» LISTED ENTRIES
------------------------------------------------

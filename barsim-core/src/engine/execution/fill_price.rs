//! Fill price computation: applies slippage and commission to raw trigger prices.

use crate::domain::OrderSide;

use super::commission::CommissionModel;
use super::cost_model::CostModel;

/// The fully computed fill price with all costs.
#[derive(Debug, Clone, PartialEq)]
pub struct ComputedFill {
    /// Per-share price after slippage.
    pub price: f64,
    /// `price * quantity`.
    pub cost: f64,
    /// Dollar amount of slippage applied.
    pub slippage: f64,
    pub commission: f64,
}

/// Compute the final fill from a raw trigger price.
///
/// Applies: slippage (directional) → cost → commission on the slipped price.
pub fn compute_fill(
    raw_price: f64,
    side: OrderSide,
    quantity: u64,
    cost_model: &CostModel,
    commission: &dyn CommissionModel,
) -> ComputedFill {
    let (price, slippage) = cost_model.apply_slippage(raw_price, side, quantity);
    ComputedFill {
        price,
        cost: price * quantity as f64,
        slippage,
        commission: commission.compute(quantity, side, price),
    }
}

#[cfg(test)]
mod tests {
    use super::*;
    use crate::engine::execution::commission::{BpsCommission, ZeroCommission};

    #[test]
    fn frictionless_fill() {
        let fill = compute_fill(100.0, OrderSide::Buy, 100, &CostModel::frictionless(), &ZeroCommission);
        assert_eq!(fill.price, 100.0);
        assert_eq!(fill.cost, 10_000.0);
        assert_eq!(fill.slippage, 0.0);
        assert_eq!(fill.commission, 0.0);
    }

    #[test]
    fn commission_uses_slipped_price() {
        let fill = compute_fill(
            100.0,
            OrderSide::Buy,
            100,
            &CostModel::new(5.0),
            &BpsCommission { bps: 5.0 },
        );
        // slipped: 100 * 1.0005 = 100.05
        assert!((fill.price - 100.05).abs() < 1e-10);
        // commission: 100.05 * 100 * 5/10000 = 5.0025
        assert!((fill.commission - 5.0025).abs() < 1e-8);
        assert!((fill.cost - 10_005.0).abs() < 1e-8);
    }

    #[test]
    fn sell_always_receives_less() {
        let fill = compute_fill(100.0, OrderSide::Sell, 50, &CostModel::new(10.0), &ZeroCommission);
        assert!(fill.price < 100.0);
    }
}
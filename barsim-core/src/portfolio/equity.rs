//! Equity curve derived from the holdings history.
//!
//! Recomputed on demand; nothing here is stored on the portfolio.

use crate::domain::{EquityPoint, HoldingsSnapshot};

/// Period returns as `total.pct_change()`, compounded from `initial_capital`.
///
/// The first row has no return. A return that cannot be computed (previous
/// total of zero) is recorded as `None` and compounds as 0.
pub fn equity_curve(holdings: &[HoldingsSnapshot], initial_capital: f64) -> Vec<EquityPoint> {
    let mut curve = Vec::with_capacity(holdings.len());
    let mut growth = 1.0;
    let mut prev: Option<f64> = None;

    for h in holdings {
        let returns = prev.and_then(|p| (p != 0.0).then(|| h.total / p - 1.0));
        growth *= 1.0 + returns.unwrap_or(0.0);
        curve.push(EquityPoint {
            timestamp: h.timestamp,
            total: h.total,
            returns,
            equity: initial_capital * growth,
        });
        prev = Some(h.total);
    }
    curve
}
//! Serializable backtest configuration, loaded from TOML.
//!
//! ```toml
//! name = "aapl_ma"
//! data_dir = "data"
//! symbols = ["AAPL"]
//! start = "2023-01-01"
//!
//! [simulation]
//! initial_capital = 100000.0
//!
//! [simulation.execution]
//! slippage_bps = 5.0
//! participation_pct = 0.1
//!
//! [simulation.commission]
//! type = "PER_SHARE"
//! rate = 0.0035
//! minimum = 0.35
//!
//! [strategy]
//! type = "MA_CROSSOVER"
//! short_period = 10
//! long_period = 30
//! ```

use barsim_core::SimulationConfig;
use chrono::NaiveDate;
use serde::{Deserialize, Serialize};
use std::path::{Path, PathBuf};
use thiserror::Error;

/// Unique identifier for a backtest run (content-addressable hash).
pub type RunId = String;

#[derive(Debug, Error)]
pub enum ConfigError {
    #[error("failed to read config file {path}: {source}")]
    Io {
        path: PathBuf,
        #[source]
        source: std::io::Error,
    },

    #[error("failed to parse config: {0}")]
    Parse(#[from] toml::de::Error),

    #[error("invalid simulation settings: {0}")]
    Simulation(#[from] barsim_core::engine::ConfigError),

    #[error("config lists no symbols")]
    NoSymbols,

    #[error("start date {start} is after end date {end}")]
    InvalidRange { start: NaiveDate, end: NaiveDate },

    #[error("invalid strategy parameters: {0}")]
    Strategy(String),

    #[error("synthetic data needs at least one bar")]
    EmptySynthetic,

    #[error("failed to serialize config: {0}")]
    Serialize(#[from] serde_json::Error),
}

/// Everything needed to reproduce one backtest run.
#[derive(Debug, Clone, PartialEq, Serialize, Deserialize)]
pub struct BacktestConfig {
    /// Human-readable run name; prefixes the output directory.
    pub name: String,

    /// Directory holding one `<SYMBOL>.csv` per symbol.
    #[serde(default = "default_data_dir")]
    pub data_dir: PathBuf,

    pub symbols: Vec<String>,

    /// Inclusive date window applied to loaded bars.
    #[serde(default)]
    pub start: Option<NaiveDate>,
    #[serde(default)]
    pub end: Option<NaiveDate>,

    #[serde(default)]
    pub simulation: SimulationConfig,

    pub strategy: StrategyConfig,

    /// Generate bars instead of reading `data_dir`.
    #[serde(default)]
    pub synthetic: Option<SyntheticConfig>,
}

fn default_data_dir() -> PathBuf {
    PathBuf::from("data")
}

/// Reference strategy selection.
#[derive(Debug, Clone, PartialEq, Serialize, Deserialize)]
#[serde(tag = "type", rename_all = "SCREAMING_SNAKE_CASE")]
pub enum StrategyConfig {
    /// Long on the first bar, exit after `hold_bars` bars.
    BuyAndHold {
        #[serde(default = "default_hold_bars")]
        hold_bars: usize,
    },

    /// Simple moving average crossover.
    MaCrossover {
        short_period: usize,
        long_period: usize,
        /// Go short on a death cross instead of only exiting.
        #[serde(default)]
        allow_short: bool,
    },
}

fn default_hold_bars() -> usize {
    5
}

/// Seeded random-walk bars, one series per symbol.
#[derive(Debug, Clone, Copy, PartialEq, Serialize, Deserialize)]
pub struct SyntheticConfig {
    pub bars: usize,
    #[serde(default)]
    pub seed: u64,
}

impl BacktestConfig {
    /// Parse and validate a TOML document.
    pub fn from_toml(content: &str) -> Result<Self, ConfigError> {
        let config: Self = toml::from_str(content)?;
        config.validate()?;
        Ok(config)
    }

    pub fn load(path: &Path) -> Result<Self, ConfigError> {
        let content = std::fs::read_to_string(path).map_err(|source| ConfigError::Io {
            path: path.to_path_buf(),
            source,
        })?;
        Self::from_toml(&content)
    }

    pub fn validate(&self) -> Result<(), ConfigError> {
        if self.symbols.is_empty() {
            return Err(ConfigError::NoSymbols);
        }
        if let (Some(start), Some(end)) = (self.start, self.end) {
            if start > end {
                return Err(ConfigError::InvalidRange { start, end });
            }
        }
        self.simulation.validate()?;
        match self.strategy {
            StrategyConfig::BuyAndHold { hold_bars } if hold_bars == 0 => {
                return Err(ConfigError::Strategy("hold_bars must be positive".into()));
            }
            StrategyConfig::MaCrossover {
                short_period,
                long_period,
                ..
            } if short_period == 0 || short_period >= long_period => {
                return Err(ConfigError::Strategy(format!(
                    "need 0 < short_period < long_period, got {short_period} / {long_period}"
                )));
            }
            _ => {}
        }
        if matches!(self.synthetic, Some(SyntheticConfig { bars: 0, .. })) {
            return Err(ConfigError::EmptySynthetic);
        }
        Ok(())
    }

    /// Deterministic hash of this configuration.
    ///
    /// Two runs with identical configs share a RunId.
    pub fn run_id(&self) -> Result<RunId, ConfigError> {
        let json = serde_json::to_string(self)?;
        Ok(blake3::hash(json.as_bytes()).to_hex().to_string())
    }

    /// `<name>_<first 12 hex chars of run_id>`.
    pub fn run_dir_name(&self) -> Result<String, ConfigError> {
        let id = self.run_id()?;
        Ok(format!("{}_{}", self.name, &id[..12]))
    }
}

------------------------------------------------

» ACTIVITY
Going through the records above, state how many lines carry "trigger", with no other text.

» SOLUTION TO THIS PROBLEM
2